ACTION ITEM. Reprint all entries without any alteration.

-- Opening Marker --

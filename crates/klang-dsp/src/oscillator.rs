//! Phase-accumulator oscillators.
//!
//! Configuration and state are split: configs are plain value structs the
//! control context edits, states live per voice and are owned by the
//! audio context. [`NoteOscillatorConfig`] layers LFO modulation on top
//! of the base parameters and is re-derived once per output sample;
//! [`LfoOscillatorConfig`] is the global low-frequency oscillator, whose
//! pitch is kept in log2 Hz so the UI can step it in cents.

use libm::{exp2f, floorf};

use crate::noise::{NoiseTables, XorShift32};
use crate::wave::{self, Waveform};

/// Shared oscillator parameters consumed by the waveform generators.
#[derive(Clone, Copy, Debug, PartialEq)]
pub struct OscillatorConfig {
    /// Disabled oscillators contribute nothing and cost nothing.
    pub enabled: bool,
    /// Waveform selector.
    pub waveform: Waveform,
    /// Pulse width (or generic wave parameter) in [0, 1].
    pub width: f32,
    /// Frequency as a linear multiplier of the voice's key frequency.
    pub frequency: f32,
    /// Output amplitude.
    pub amplitude: f32,
}

impl Default for OscillatorConfig {
    fn default() -> Self {
        Self {
            enabled: true,
            waveform: Waveform::Sine,
            width: 0.5,
            frequency: 1.0,
            amplitude: 1.0,
        }
    }
}

/// A note oscillator: base parameters plus LFO modulation depths.
///
/// The derived values inside [`base`](Self::base) are recomputed from the
/// bases once per output sample by [`modulate`](Self::modulate); the
/// bases are what the control context edits.
#[derive(Clone, Copy, Debug, PartialEq)]
pub struct NoteOscillatorConfig {
    /// Derived audio-rate values (width, frequency, amplitude).
    pub base: OscillatorConfig,
    /// Wave parameter before modulation.
    pub width_base: f32,
    /// Pitch offset in log2 octaves relative to the key frequency.
    pub frequency_base: f32,
    /// Amplitude before modulation.
    pub amplitude_base: f32,
    /// LFO depth applied to the wave parameter.
    pub width_lfo: f32,
    /// LFO depth applied to pitch, in log2 octaves.
    pub frequency_lfo: f32,
    /// LFO depth applied to amplitude.
    pub amplitude_lfo: f32,
}

impl Default for NoteOscillatorConfig {
    fn default() -> Self {
        Self {
            base: OscillatorConfig::default(),
            width_base: 0.5,
            frequency_base: 0.0,
            amplitude_base: 1.0,
            width_lfo: 0.0,
            frequency_lfo: 0.0,
            amplitude_lfo: 0.0,
        }
    }
}

impl NoteOscillatorConfig {
    /// Recompute the derived width, frequency, and amplitude for the
    /// current LFO value.
    ///
    /// The pitch path is exponential (base and depth are octaves); the
    /// wave-type tuning correction folds in here so the generators never
    /// see it.
    #[inline]
    pub fn modulate(&mut self, lfo: f32) {
        self.base.width = self.width_base + self.width_lfo * lfo;
        self.base.frequency = exp2f(self.frequency_base + self.frequency_lfo * lfo)
            * self.base.waveform.frequency_adjust();
        self.base.amplitude = self.amplitude_base + self.amplitude_lfo * lfo;
    }
}

/// The global low-frequency oscillator's configuration.
#[derive(Clone, Copy, Debug, PartialEq)]
pub struct LfoOscillatorConfig {
    /// Derived values; amplitude stays 1, frequency is absolute Hz.
    pub base: OscillatorConfig,
    /// Rate in log2 Hz (0.0 is 1 Hz, 1.0 is 2 Hz, ...).
    pub frequency_base: f32,
}

impl LfoOscillatorConfig {
    /// Derive the linear rate from the logarithmic base.
    #[inline]
    pub fn refresh(&mut self) {
        self.base.frequency = exp2f(self.frequency_base);
    }
}

impl Default for LfoOscillatorConfig {
    fn default() -> Self {
        let mut config = Self {
            base: OscillatorConfig::default(),
            frequency_base: 0.0,
        };
        config.refresh();
        config
    }
}

/// Per-oscillator mutable state.
///
/// `phase` stays in [0, 1); `advance` counts the whole cycles crossed by
/// the most recent phase step until a table-driven generator folds them
/// into `index`. The noise generator state rides along so white noise is
/// deterministic per oscillator slot.
#[derive(Clone, Copy, Debug)]
pub struct OscillatorState {
    /// Phase position in [0, 1).
    pub phase: f32,
    /// LFSR table position for the poly waves.
    pub index: usize,
    /// Whole cycles crossed by the last step, not yet folded into `index`.
    pub advance: i32,
    pub(crate) rng: XorShift32,
}

impl OscillatorState {
    /// Fresh state at phase zero.
    pub fn new() -> Self {
        Self {
            phase: 0.0,
            index: 0,
            advance: 0,
            rng: XorShift32::default(),
        }
    }

    /// Return to phase zero. The noise generator is left running.
    pub fn reset(&mut self) {
        self.phase = 0.0;
        self.index = 0;
        self.advance = 0;
    }

    /// Compute the current sample without advancing.
    ///
    /// Used by waveform preview paths; `delta` is the phase step the
    /// anti-alias window is sized for.
    #[inline]
    pub fn compute(
        &mut self,
        config: &OscillatorConfig,
        tables: &NoiseTables,
        antialias: bool,
        delta: f32,
    ) -> f32 {
        config.amplitude * wave::compute(config, self, tables, antialias, delta.abs())
    }

    /// Advance by one sample and return the amplitude-scaled value.
    ///
    /// `frequency_scale` is the voice's key frequency in Hz (the config
    /// frequency is relative to it); `dt` is the sample interval.
    #[inline]
    pub fn update(
        &mut self,
        config: &OscillatorConfig,
        tables: &NoiseTables,
        antialias: bool,
        frequency_scale: f32,
        dt: f32,
    ) -> f32 {
        let delta = config.frequency * frequency_scale * dt;
        let value = self.compute(config, tables, antialias, delta);
        self.advance_phase(delta);
        value
    }

    /// Accumulate a phase step, wrapping into [0, 1).
    ///
    /// Handles negative deltas; whole-cycle crossings accumulate into
    /// `advance` with their sign.
    #[inline]
    pub fn advance_phase(&mut self, delta: f32) {
        let total = self.phase + delta;
        let wraps = floorf(total);
        self.phase = total - wraps;
        self.advance += wraps as i32;
        if self.phase >= 1.0 {
            self.phase -= 1.0;
            self.advance += 1;
        }
        if self.phase < 0.0 {
            self.phase = 0.0;
        }
    }
}

impl Default for OscillatorState {
    fn default() -> Self {
        Self::new()
    }
}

-- Closing Marker --

EXERCISE RESULT.
filename crates/klang-dsp/src/oscillator.rs
//! Phase-accumulator oscillators.
//!
//! Configuration and state are split: configs are plain value structs the
//! control context edits, states live per voice and are owned by the
//! audio context. [`NoteOscillatorConfig`] layers LFO modulation on top
//! of the base parameters and is re-derived once per output sample;
//! [`LfoOscillatorConfig`] is the global low-frequency oscillator, whose
//! pitch is kept in log2 Hz so the UI can step it in cents.

use libm::{exp2f, floorf};

use crate::noise::{NoiseTables, XorShift32};
use crate::wave::{self, Waveform};

/// Shared oscillator parameters consumed by the waveform generators.
#[derive(Clone, Copy, Debug, PartialEq)]
pub struct OscillatorConfig {
    /// Disabled oscillators contribute nothing and cost nothing.
    pub enabled: bool,
    /// Waveform selector.
    pub waveform: Waveform,
    /// Pulse width (or generic wave parameter) in [0, 1].
    pub width: f32,
    /// Frequency as a linear multiplier of the voice's key frequency.
    pub frequency: f32,
    /// Output amplitude.
    pub amplitude: f32,
}

impl Default for OscillatorConfig {
    fn default() -> Self {
        Self {
            enabled: true,
            waveform: Waveform::Sine,
            width: 0.5,
            frequency: 1.0,
            amplitude: 1.0,
        }
    }
}

/// A note oscillator: base parameters plus LFO modulation depths.
///
/// The derived values inside [`base`](Self::base) are recomputed from the
/// bases once per output sample by [`modulate`](Self::modulate); the
/// bases are what the control context edits.
#[derive(Clone, Copy, Debug, PartialEq)]
pub struct NoteOscillatorConfig {
    /// Derived audio-rate values (width, frequency, amplitude).
    pub base: OscillatorConfig,
    /// Wave parameter before modulation.
    pub width_base: f32,
    /// Pitch offset in log2 octaves relative to the key frequency.
    pub frequency_base: f32,
    /// Amplitude before modulation.
    pub amplitude_base: f32,
    /// LFO depth applied to the wave parameter.
    pub width_lfo: f32,
    /// LFO depth applied to pitch, in log2 octaves.
    pub frequency_lfo: f32,
    /// LFO depth applied to amplitude.
    pub amplitude_lfo: f32,
}

impl Default for NoteOscillatorConfig {
    fn default() -> Self {
        Self {
            base: OscillatorConfig::default(),
            width_base: 0.5,
            frequency_base: 0.0,
            amplitude_base: 1.0,
            width_lfo: 0.0,
            frequency_lfo: 0.0,
            amplitude_lfo: 0.0,
        }
    }
}

impl NoteOscillatorConfig {
    /// Recompute the derived width, frequency, and amplitude for the
    /// current LFO value.
    ///
    /// The pitch path is exponential (base and depth are octaves); the
    /// wave-type tuning correction folds in here so the generators never
    /// see it.
    #[inline]
    pub fn modulate(&mut self, lfo: f32) {
        self.base.width = self.width_base + self.width_lfo * lfo;
        self.base.frequency = exp2f(self.frequency_base + self.frequency_lfo * lfo)
            * self.base.waveform.frequency_adjust();
        self.base.amplitude = self.amplitude_base + self.amplitude_lfo * lfo;
    }
}

/// The global low-frequency oscillator's configuration.
#[derive(Clone, Copy, Debug, PartialEq)]
pub struct LfoOscillatorConfig {
    /// Derived values; amplitude stays 1, frequency is absolute Hz.
    pub base: OscillatorConfig,
    /// Rate in log2 Hz (0.0 is 1 Hz, 1.0 is 2 Hz, ...).
    pub frequency_base: f32,
}

impl LfoOscillatorConfig {
    /// Derive the linear rate from the logarithmic base.
    #[inline]
    pub fn refresh(&mut self) {
        self.base.frequency = exp2f(self.frequency_base);
    }
}

impl Default for LfoOscillatorConfig {
    fn default() -> Self {
        let mut config = Self {
            base: OscillatorConfig::default(),
            frequency_base: 0.0,
        };
        config.refresh();
        config
    }
}

/// Per-oscillator mutable state.
///
/// `phase` stays in [0, 1); `advance` counts the whole cycles crossed by
/// the most recent phase step until a table-driven generator folds them
/// into `index`. The noise generator state rides along so white noise is
/// deterministic per oscillator slot.
#[derive(Clone, Copy, Debug)]
pub struct OscillatorState {
    /// Phase position in [0, 1).
    pub phase: f32,
    /// LFSR table position for the poly waves.
    pub index: usize,
    /// Whole cycles crossed by the last step, not yet folded into `index`.
    pub advance: i32,
    pub(crate) rng: XorShift32,
}

impl OscillatorState {
    /// Fresh state at phase zero.
    pub fn new() -> Self {
        Self {
            phase: 0.0,
            index: 0,
            advance: 0,
            rng: XorShift32::default(),
        }
    }

    /// Return to phase zero. The noise generator is left running.
    pub fn reset(&mut self) {
        self.phase = 0.0;
        self.index = 0;
        self.advance = 0;
    }

    /// Compute the current sample without advancing.
    ///
    /// Used by waveform preview paths; `delta` is the phase step the
    /// anti-alias window is sized for.
    #[inline]
    pub fn compute(
        &mut self,
        config: &OscillatorConfig,
        tables: &NoiseTables,
        antialias: bool,
        delta: f32,
    ) -> f32 {
        config.amplitude * wave::compute(config, self, tables, antialias, delta.abs())
    }

    /// Advance by one sample and return the amplitude-scaled value.
    ///
    /// `frequency_scale` is the voice's key frequency in Hz (the config
    /// frequency is relative to it); `dt` is the sample interval.
    #[inline]
    pub fn update(
        &mut self,
        config: &OscillatorConfig,
        tables: &NoiseTables,
        antialias: bool,
        frequency_scale: f32,
        dt: f32,
    ) -> f32 {
        let delta = config.frequency * frequency_scale * dt;
        let value = self.compute(config, tables, antialias, delta);
        self.advance_phase(delta);
        value
    }

    /// Accumulate a phase step, wrapping into [0, 1).
    ///
    /// Handles negative deltas; whole-cycle crossings accumulate into
    /// `advance` with their sign.
    #[inline]
    pub fn advance_phase(&mut self, delta: f32) {
        let total = self.phase + delta;
        let wraps = floorf(total);
        self.phase = total - wraps;
        self.advance += wraps as i32;
        if self.phase >= 1.0 {
            self.phase -= 1.0;
            self.advance += 1;
        }
        if self.phase < 0.0 {
            self.phase = 0.0;
        }
    }
}

impl Default for OscillatorState {
    fn default() -> Self {
        Self::new()
    }
}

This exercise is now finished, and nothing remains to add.